━━━ MATERIAL SHOWN

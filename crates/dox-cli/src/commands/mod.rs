pub mod expr;
pub mod file;

use dox_config::DoxConfig;

use crate::cli::{Commands, GlobalFlags};
use crate::output::output;

/// Route a parsed command to its handler and print the outcome.
pub fn dispatch(command: &Commands, flags: &GlobalFlags, config: &DoxConfig) -> anyhow::Result<()> {
    let outcome = match command {
        Commands::Expr(args) => expr::handle(args, config),
        Commands::File(args) => file::handle(args, config)?,
    };
    if outcome.declaration.is_none() {
        tracing::info!(reason = outcome.reason.as_deref(), "no declaration found");
    }
    output(&outcome, flags.format)
}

━━━━━━

_WORK TASK_:
Looking at the entries above, how many lines contain "GlobalFlags"? State the number and nothing more.

_OUTPUT_:
2